Depending on the sport, spots are allotted in a bunch of different ways, but when a spot is earned, it’s generally a spot for the country.

Think about it this way. The USA women’s basketball team actually earned their spot in the Olympics by winning the 2022 FIBA Women’s Basketball World Cup. It will have been two years between the team’s qualification and the Olympics.

A lot can happen in two years. So the Olympics have come up with a system where the country gets the spot, and then they select who fills it. It’s to allow for retirements, injuries, just getting old, etc….

If the qualification spots were tied to the players, and one or two of the players from that team, say, was having a child or was injured or retired, then Team USA could be down to nine, 10 players.

That makes a lot of sense.

What makes less sense are the cases of Barthel and Daley, who still need to be “selected” by their organizing committee. They are six months from the Olympics. They are past Olympians. Shouldn’t their spot be guaranteed to them?

In fact, Barthel has qualified Germany for two diving spots at the Paris Olympic Games: The men’s 10-meter platform and men’s 10-meter synchronized platform.

The reality is this: Chances are 99% that their Olympic organizing committee will select them to fill the spots. But there’s no guarantee.

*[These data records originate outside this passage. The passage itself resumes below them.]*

//! A general purpose planix runtime.
//!
//! This crate drives a `planix-exec` executive from a tokio task.
//! The executive itself stays synchronous; the runtime blocks on the
//! world adapter between steps, snapshots whatever arrived, steps the
//! executive to quiescence, and fans committed transitions out to
//! subscriber channels. Interact with the running executive through
//! the [`RtHandle`] returned by [`RtConfig::start`].
use anyhow::{anyhow, Result};
use arcstr::ArcStr;
use derive_builder::Builder;
use log::error;
use planix_exec::{
    exec::Transition,
    node::{FailureType, NodeOutcome, NodeState},
    plan::PlanNode,
    Dispatcher, ExternalEvent,
};
use std::time::Duration;
use tokio::{
    sync::{mpsc as tmpsc, oneshot},
    task,
};

mod rt;
mod sim;
#[cfg(test)]
mod test;

pub use sim::{SimHandle, SimWorld};

/// The asynchronous half of the outside world.
///
/// A `World` is a [`Dispatcher`] (the synchronous contract the
/// executive core calls during a step) plus a polling method the
/// runtime awaits between steps.
pub trait World: Dispatcher + Send + 'static {
    /// Wait for inbound events. The runtime may cancel and re-issue
    /// this call at any time, so implementations MUST be cancel
    /// safe.
    fn poll(&mut self) -> impl Future<Output = Vec<ExternalEvent>> + Send;
}

/// A point in time snapshot of one node, for introspection.
#[derive(Debug, Clone, PartialEq, Eq)]
pub struct NodeSnapshot {
    pub ident: ArcStr,
    pub state: NodeState,
    pub outcome: NodeOutcome,
    pub failure: FailureType,
}

/// What the runtime publishes to subscribers after each step batch.
#[derive(Debug, Clone)]
pub enum RtEvent {
    Transition(Transition),
    /// A root node reached Finished.
    PlanFinished(ArcStr),
}

pub(crate) enum ToRt {
    AddPlan {
        plan: Box<PlanNode>,
        res: oneshot::Sender<Result<ArcStr>>,
    },
    Inject {
        events: Vec<ExternalEvent>,
    },
    Snapshot {
        ident: ArcStr,
        res: oneshot::Sender<Option<NodeSnapshot>>,
    },
}

/// A handle to a running executive.
///
/// Drop the handle to shut the runtime task down.
pub struct RtHandle(tmpsc::UnboundedSender<ToRt>);

impl Clone for RtHandle {
    fn clone(&self) -> Self {
        Self(self.0.clone())
    }
}

impl RtHandle {
    async fn call<R, F: FnOnce(oneshot::Sender<R>) -> ToRt>(&self, f: F) -> Result<R> {
        let (tx, rx) = oneshot::channel();
        self.0.send(f(tx)).map_err(|_| anyhow!("runtime is dead"))?;
        rx.await.map_err(|_| anyhow!("runtime did not respond"))
    }

    /// Validate and load a plan; it starts running on the next step.
    pub async fn add_plan(&self, plan: PlanNode) -> Result<ArcStr> {
        self.call(|res| ToRt::AddPlan { plan: Box::new(plan), res }).await?
    }

    /// Post inbound events as if the world had delivered them.
    pub fn inject(&self, events: Vec<ExternalEvent>) -> Result<()> {
        self.0
            .send(ToRt::Inject { events })
            .map_err(|_| anyhow!("runtime is dead"))
    }

    /// Current state of the named node, if it exists.
    pub async fn snapshot(&self, ident: impl Into<ArcStr>) -> Result<Option<NodeSnapshot>> {
        let ident = ident.into();
        self.call(|res| ToRt::Snapshot { ident, res }).await
    }
}

#[derive(Builder)]
#[builder(pattern = "owned")]
pub struct RtConfig<W: World> {
    /// The world adapter the executive talks to.
    world: W,
    /// Wake the executive at this period even when the world is
    /// quiet, so time driven conditions fire. Default none.
    #[builder(setter(strip_option), default)]
    tick: Option<Duration>,
    /// The channel that receives step event batches.
    sub: tmpsc::Sender<Vec<RtEvent>>,
}

impl<W: World> RtConfig<W> {
    /// Create a new config.
    pub fn builder(world: W, sub: tmpsc::Sender<Vec<RtEvent>>) -> RtConfigBuilder<W> {
        RtConfigBuilder::default().world(world).sub(sub)
    }

    /// Start the runtime, returning a handle capable of interacting
    /// with it.
    pub fn start(self) -> RtHandle {
        let (tx, rx) = tmpsc::unbounded_channel();
        task::spawn(async move {
            if let Err(e) = rt::Rt::new(self).run(rx).await {
                error!("runtime loop exited with error {e:?}")
            }
        });
        RtHandle(tx)
    }
}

Something kind of similar happened to Australian gymnast Heath Thorpe ahead of the World Championships last year. He was the All-Around national champion, but the selection committee didn’t give him a spot on the team.

People get cray.

While Daley is gay, with two kids and married to filmmaker Dustin Lance Black, Barthel says he likes to define himself simply as “human,” eschewing labels and following his heart.

We love it.

Here’s hoping both of these men join the hundreds of publicly out LGBTQ athletes who will be headed to Paris for the 2024 Summer Olympic Games.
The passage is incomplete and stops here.